Buddle could not have timed his comeback better, making his return to the fold shortly before the 2010 FIFA World Cup South Africa™, which was like "living the American dream" according to the goal-getter.
"It was great," he said. "Normally I'm just a spectator, but this time I took part. Of course I would have liked to have played more, but I'll never forget being part of the World Cup squad. It was one of the highlights of my career, without a doubt."
Klinsmann praise, Brazil quest
With USA set to battle it out with Guatemala, Antigua and Barbuda, and Jamaica for a place at Brazil 2014, another chance to prove himself at the highest level could well be on the horizon: "It's a challenge. Any of these teams are capable of beating us. Obviously I'm hoping to be involved again."
Currently responsible for the Stars and Stripes' fortunes is former Germany striker Jurgen Klinsmann. "He's great, he was one of my role models," said Buddle. "I used to have a poster of the Germany team which won the 1990 World Cup on my wall. I can learn a lot from him. I listen a lot more now because I know who he is and what he can do.
"[Bob] Bradley and Klinsmann are fairly similar. As coaches they have the same experience, but Jurgen was a fantastic player. He played at the highest level and knows what he's talking about. Perhaps that's the biggest difference."
Unsurprisingly, Buddle turned to Klinsmann for advice when he was considering a move abroad: "He recommended that I go to Germany when we met in LA. He said it would be a challenge for me, and that's what life is all about."

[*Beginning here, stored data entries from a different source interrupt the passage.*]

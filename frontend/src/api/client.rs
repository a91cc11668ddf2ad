use reqwest::{header, Client, Response, StatusCode};
use serde::de::DeserializeOwned;

use crate::{
    api::types::{ApiError, ErrorBody},
    config,
};

const DEFAULT_FAILURE_MESSAGE: &str = "Request failed. Please try again.";
const LOGIN_FAILED_MESSAGE: &str = "Login failed. Please try again.";

#[derive(Clone, Default)]
pub struct ApiClient {
    client: Client,
    base_url: Option<String>,
}

impl ApiClient {
    pub fn new() -> Self {
        Self {
            client: Client::new(),
            base_url: None,
        }
    }

    pub fn new_with_base_url(base_url: impl Into<String>) -> Self {
        Self {
            client: Client::new(),
            base_url: Some(base_url.into()),
        }
    }

    pub(crate) fn http_client(&self) -> &Client {
        &self.client
    }

    pub(crate) async fn resolved_base_url(&self) -> String {
        if let Some(base) = &self.base_url {
            base.trim_end_matches('/').to_string()
        } else {
            config::await_api_base_url().await
        }
    }

    pub(crate) fn bearer_headers(token: &str) -> Result<header::HeaderMap, ApiError> {
        let mut headers = header::HeaderMap::new();
        let value = format!("Bearer {}", token)
            .parse()
            .map_err(|_| ApiError::unauthorized())?;
        headers.insert(header::AUTHORIZATION, value);
        Ok(headers)
    }

    pub(crate) async fn parse_json<T: DeserializeOwned>(response: Response) -> Result<T, ApiError> {
        response.json::<T>().await.map_err(|err| {
            log::warn!("unexpected response body: {}", err);
            ApiError::unknown("Unexpected response from server.")
        })
    }

    pub(crate) async fn error_message(response: Response) -> Option<String> {
        response
            .json::<ErrorBody>()
            .await
            .ok()
            .and_then(ErrorBody::into_message)
    }
}

pub(crate) fn transport_failure(err: reqwest::Error) -> ApiError {
    log::warn!("request did not reach the server: {}", err);
    ApiError::network()
}

/// Maps a non-success status on an authenticated endpoint.
pub(crate) fn status_failure(status: StatusCode, message: Option<String>) -> ApiError {
    classify_status(status, message, DEFAULT_FAILURE_MESSAGE)
}

/// Same as `status_failure` except that 401 means the credentials were wrong.
pub(crate) fn login_failure(status: StatusCode, message: Option<String>) -> ApiError {
    if status == StatusCode::UNAUTHORIZED {
        ApiError::invalid_credentials()
    } else {
        classify_status(status, message, LOGIN_FAILED_MESSAGE)
    }
}

fn classify_status(status: StatusCode, message: Option<String>, fallback: &str) -> ApiError {
    match status {
        StatusCode::UNAUTHORIZED => ApiError::unauthorized(),
        StatusCode::NOT_FOUND => ApiError::not_found(),
        s if s.is_server_error() => ApiError::server(),
        _ => ApiError::unknown(message.unwrap_or_else(|| fallback.to_string())),
    }
}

After netting nine goals in 31 appearances in just under a year with German second division outfit FC Ingolstadt, Buddle recently returned to former club Los Angeles Galaxy, where he had previously spent three years between 2007 and 2010: "I'm pleased that the chance arose to return to an MLS club which has been so important to my career."
Back under Klinsi's gaze, Buddle is again hoping to establish himself in the national side ahead of Brazil 2014. "It would be nice to play at a World Cup again, but really I'm just happy to be part of the process," he told FIFA.com. "You have to set yourself different goals in life and make sure you achieve them."
Buddle has already begun setting himself new targets for the future, earning a coaching license and expressing a keen interest in "passing on some of what I've learned to the kids". Having already overcome the challenges of living up to his famous namesake, making his international comeback and proving himself in a European league, few would bet against the American doing just that.